Imam Ahmad mengatakan bahwa telah menceritakan kepada kami Waki’, telah menceritakan kepada kami Abul Urnais, dari Abu Bakar ibnu Amr ibnu Atabah, dari Ibnu Huzaifah, dari ayahnya, bahwa Nabi Saw. apabila berdoa untuk seorang lelaki, maka doa Nabi Saw. itu mengenai dirinya, juga mengenai anak serta cucunya.
Kemudian Imam Ahmad meriwayatkannya dari Abu Na’im, dari Mis’ar, dari Abu Bakar ibnu Amr ibnu Atabah, dari seorang anak Huzaifah. Mis’ar mengatakan bahwa hadis ini telah disebutkannya dalam kesempatan yang lain, dari Huzaifah, bahwa sesungguhnya doa Nabi Saw. benar-benar mengenai diri lelaki yang bersangkutan, juga anak serta cucunya.
*******************
Firman Allah Swt.:
{أَلَمْ يَعْلَمُوا أَنَّ اللَّهَ هُوَ يَقْبَلُ التَّوْبَةَ عَنْ عِبَادِهِ وَيَأْخُذُ الصَّدَقَاتِ}
Tidakkah mereka mengetahui, bahwasanya Allah menerima tobat dari hamba-hamba-Nya dan menerima zakat. (At-Taubah: 104)
Ayat ini mengandung makna perintah untuk bertobat dan berzakat, karena kedua perkara tersebut masing-masing dapat menghapuskan dosa-dosa dan melenyapkannya.
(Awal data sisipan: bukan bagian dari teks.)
impl Planner {
    pub fn new(generator: RecipeGenerator, storage: LocalStorage) -> Self {
        let (events_tx, events_rx) = mpsc::unbounded_channel();
        Self {
            state: PlannerState::default(),
            generator,
            storage,
            store: None,
            quiet_period: DEFAULT_QUIET_PERIOD,
            coordinator: SyncCoordinator::default(),
            subscription: Subscription::inert(),
            scheduler: None,
            sequence: 0,
            events_tx,
            events_rx,
        }
    }

    pub fn with_store(mut self, store: Option<Arc<dyn DocumentStore>>) -> Self {
        self.store = store;
        self
    }

    pub fn with_quiet_period(mut self, quiet_period: Duration) -> Self {
        self.quiet_period = quiet_period;
        self
    }

    /// Loads the cookbook and the household code, generating and saving a
    /// code on first start, then starts syncing.
    ///
    /// Must be called inside a Tokio runtime.
    pub fn start(&mut self) -> Result<(), PlannerError> {
        self.state.history = self.storage.load_history()?;

        let code = match self.storage.load_code()? {
            Some(code) => code,
            None => {
                let code = HouseholdCode::generate();
                tracing::info!("Generated household code {}", code);
                self.storage.save_code(&code)?;
                code
            }
        };
        self.set_code(Some(code));
        Ok(())
    }

    pub fn state(&self) -> &PlannerState {
        &self.state
    }

    pub fn settings_mut(&mut self) -> &mut GenerationSettings {
        &mut self.state.settings
    }

    pub fn code(&self) -> Option<&HouseholdCode> {
        self.coordinator.code()
    }

    pub fn is_sync_configured(&self) -> bool {
        self.coordinator.is_configured()
    }

    /// Returns and clears the current status text.
    pub fn take_status(&mut self) -> Option<String> {
        self.state.status.take()
    }

    /// Returns and clears the last generation failure.
    pub fn take_error(&mut self) -> Option<String> {
        self.state.error.take()
    }

    pub async fn next_event(&mut self) -> Option<PlannerEvent> {
        self.events_rx.recv().await
    }

    // ---- generation ----

    /// Starts generating a new plan from the current settings.
    ///
    /// Returns the request's sequence number.
    pub fn start_generation(&mut self) -> Result<u64, PlannerError> {
        if self.state.is_generating {
            return Err(PlannerError::Busy);
        }
        if let Err(e) = self.state.settings.validate() {
            self.state.error = Some(e.to_string());
            return Err(e.into());
        }

        let sequence = self.begin_request();
        let generator = self.generator.clone();
        let settings = self.state.settings.clone();
        let favorites = self.state.history.items().to_vec();
        let tx = self.events_tx.clone();

        tokio::spawn(async move {
            let result = generator.generate(&settings, &favorites).await;
            let _ = tx.send(PlannerEvent::Generated {
                sequence,
                kind: RequestKind::Generate,
                result,
            });
        });
        Ok(sequence)
    }

    /// Starts replacing the selected recipes.
    pub fn start_regeneration(
        &mut self,
        options: Vec<String>,
        custom: Option<String>,
    ) -> Result<u64, PlannerError> {
        if self.state.is_generating {
            return Err(PlannerError::Busy);
        }
        if self.state.selected.is_empty() {
            return Err(PlannerError::NothingSelected);
        }

        let sequence = self.begin_request();
        let generator = self.generator.clone();
        let current = self.state.recipes.clone();
        let ids: Vec<String> = self.state.selected.iter().cloned().collect();
        let tx = self.events_tx.clone();

        tokio::spawn(async move {
            let result = generator
                .regenerate(&current, &ids, &options, custom.as_deref())
                .await;
            let _ = tx.send(PlannerEvent::Generated {
                sequence,
                kind: RequestKind::Regenerate,
                result,
            });
        });
        Ok(sequence)
    }

    /// Abandons the running request. Its result will be ignored. Returns
    /// whether a request was running.
    pub fn cancel_generation(&mut self) -> bool {
        if !self.state.is_generating {
            return false;
        }
        self.sequence += 1;
        self.state.is_generating = false;
        true
    }

    fn begin_request(&mut self) -> u64 {
        self.sequence += 1;
        self.state.is_generating = true;
        self.state.error = None;
        self.sequence
    }

    pub fn handle_event(&mut self, event: PlannerEvent) {
        match event {
            PlannerEvent::Generated {
                sequence,
                kind,
                result,
            } => self.finish_request(sequence, kind, result),
            PlannerEvent::Remote(data) => {
                self.apply_remote(data);
                self.state.status = Some(STATUS_REMOTE_APPLIED.to_string());
            }
        }
    }

    fn finish_request(
        &mut self,
        sequence: u64,
        kind: RequestKind,
        result: Result<Vec<Recipe>, GenerationError>,
    ) {
        if sequence != self.sequence {
            tracing::debug!("Dropping stale response #{}", sequence);
            return;
        }
        self.state.is_generating = false;

        match result {
            Ok(recipes) => {
                self.state.shopping = match kind {
                    RequestKind::Generate => ShoppingList::from_recipes(&recipes),
                    RequestKind::Regenerate => self.state.shopping.regenerated(&recipes),
                };
                self.state.recipes = recipes;
                self.state.selected.clear();
                self.notify_local();
            }
            Err(e) => {
                tracing::error!("{:?} request failed: {}", kind, e);
                self.state.error = Some(kind.failure_message(&e));
            }
        }
    }

    // ---- plan, cookbook and shopping list ----

    /// Selects or deselects a recipe for regeneration. Returns whether it is
    /// now selected.
    pub fn toggle_selection(&mut self, id: &str) -> bool {
        if self.state.selected.remove(id) {
            false
        } else {
            self.state.selected.insert(id.to_string());
            true
        }
    }

    /// Commits the current plan to the cookbook. Returns the count added.
    pub fn commit_to_history(&mut self) -> usize {
        let added = self.state.history.commit(&self.state.recipes);
        if added > 0 {
            self.notify_local();
        }
        added
    }

    pub fn toggle_star(&mut self, id: &str) -> Option<bool> {
        let starred = self.state.history.toggle_star(id)?;
        self.notify_local();
        Some(starred)
    }

    pub fn toggle_item(&mut self, name: &str) -> usize {
        let flipped = self.state.shopping.toggle(name);
        if flipped > 0 {
            self.notify_local();
        }
        flipped
    }

    pub fn add_item(&mut self, name: &str, quantity: Option<&str>) -> bool {
        let added = self.state.shopping.add_manual(name, quantity);
        if added {
            self.notify_local();
        }
        added
    }

    pub fn clear_purchased(&mut self) -> usize {
        let removed = self.state.shopping.clear_purchased();
        if removed > 0 {
            self.notify_local();
        }
        removed
    }

    pub fn clear_shopping(&mut self) {
        self.state.shopping.clear();
        self.notify_local();
    }

    // ---- household sync ----

    /// Joins the household named by `input`.
    pub fn connect(&mut self, input: &str) -> Result<HouseholdCode, PlannerError> {
        let code = HouseholdCode::parse(input).ok_or(PlannerError::BlankCode)?;
        self.storage.save_code(&code)?;
        self.set_code(Some(code.clone()));
        Ok(code)
    }

    /// Starts a new household with a fresh code.
    pub fn generate_code(&mut self) -> Result<HouseholdCode, PlannerError> {
        let code = HouseholdCode::generate();
        self.storage.save_code(&code)?;
        self.set_code(Some(code.clone()));
        Ok(code)
    }

    pub fn disconnect(&mut self) -> Result<(), PlannerError> {
        self.storage.clear_code()?;
        self.set_code(None);
        Ok(())
    }

    fn set_code(&mut self, code: Option<HouseholdCode>) {
        // Tear down the old listener and scheduler before starting new ones.
        self.subscription.unsubscribe();
        self.scheduler = None;

        self.coordinator = SyncCoordinator::new(self.store.clone(), code);
        if !self.coordinator.is_configured() || self.coordinator.code().is_none() {
            return;
        }

        let tx = self.events_tx.clone();
        self.subscription = self.coordinator.subscribe(move |data| {
            let _ = tx.send(PlannerEvent::Remote(data));
        });
        self.scheduler = Some(PushScheduler::spawn(
            self.coordinator.clone(),
            self.quiet_period,
        ));
        if let Some(code) = self.coordinator.code() {
            tracing::info!("Syncing household {}", code);
        }
    }

    /// Pushes the current state immediately.
    pub async fn push_now(&mut self) -> bool {
        let bundle = self.state.bundle();
        let pushed = match self.coordinator.push(&bundle).await {
            Ok(()) => true,
            Err(e) => {
                tracing::warn!("Manual push failed: {}", e);
                false
            }
        };
        let status = if pushed {
            STATUS_PUSHED
        } else {
            STATUS_PUSH_FAILED
        };
        self.state.status = Some(status.to_string());
        pushed
    }

    /// Reads the household document and applies it if present.
    pub async fn pull_now(&mut self) -> bool {
        match self.coordinator.pull().await {
            Some(data) => {
                self.apply_remote(data);
                self.state.status = Some(STATUS_PULLED.to_string());
                true
            }
            None => {
                self.state.status = Some(STATUS_NOTHING_PULLED.to_string());
                false
            }
        }
    }

    /// Replaces the cookbook and shopping list with `data`, and the plan too
    /// when `data` carries one.
    pub fn apply_remote(&mut self, data: SyncData) {
        self.state.history = History::from_items(data.history);
        self.state.shopping = ShoppingList::from_items(data.shopping_list);
        if let Some(recipes) = data.recipes {
            let ids: HashSet<&str> = recipes.iter().map(|r| r.id.as_str()).collect();
            self.state.selected.retain(|id| ids.contains(id.as_str()));
            self.state.recipes = recipes;
        }

        self.save_history();
        if let Some(scheduler) = &self.scheduler {
            scheduler.notify(StateChange::remote(self.state.bundle()));
        }
    }

    fn notify_local(&mut self) {
        self.save_history();
        if let Some(scheduler) = &self.scheduler {
            scheduler.notify(StateChange::local(self.state.bundle()));
        }
    }

    fn save_history(&self) {
        if let Err(e) = self.storage.save_history(&self.state.history) {
            tracing::error!("Failed to save history: {}", e);
        }
    }

    /// Stops syncing, sending any push still waiting out its quiet period.
    pub async fn shutdown(mut self) {
        self.subscription.unsubscribe();
        if let Some(scheduler) = self.scheduler.take() {
            scheduler.flush().await;
        }
    }
}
Allah Swt. telah memberitakan pula bahwa setiap orang yang bertobat kepada-Nya, niscaya Allah menerima tobatnya. Dan barang siapa yang mengeluarkan suatu sedekah (zakat) dari usaha yang halal, sesungguhnya Allah menerimanya dengan tangan kanan-Nya, lalu Dia memeliharanya untuk pemiliknya, hingga sebiji buah kurma menjadi seperti Bukit Uhud.
Seperti yang disebutkan di dalam sebuah hadis dari Rasulullah Saw. Sebagaimana As-Sauri dan Waki’ telah menceritakan, dari Ubadah ibnu Mansur, dari Al-Qasim ibnu Muhammad bahwa ia pernah mendengar Abu Hurairah menceritakan, Rasulullah Saw. telah bersabda:
Sesungguhnya Allah menerima sedekah dan menerimanya dengan tangan kanan-Nya, lalu Dia memeliharanya buat seseorang di antara kalian (yang mengeluarkannya) sebagaimana seseorang di antara kalian memelihara anak kudanya, hingga sesuap makanan menjadi besar seperti Bukit Uhud.
Hal yang membenarkan perkara ini berada di dalam Kitabullah, yaitu di dalam firman-Nya:
{ [أَلَمْ يَعْلَمُوا أَنَّ اللَّهَ] هُوَ يَقْبَلُ التَّوْبَةَ عَنْ عِبَادِهِ وَيَأْخُذُ الصَّدَقَاتِ}
Tidakkah mereka mengetahui bahwasanya Allah menerima tobat dari hamba-hamba-Nya dan menerima zakat. (At-Taubah: 104)
{يَمْحَقُ اللَّهُ الرِّبَا وَيُرْبِي الصَّدَقَاتِ}
Allah memusnahkan riba dan menyuburkan sedekah. (Al-Baqarah: 276)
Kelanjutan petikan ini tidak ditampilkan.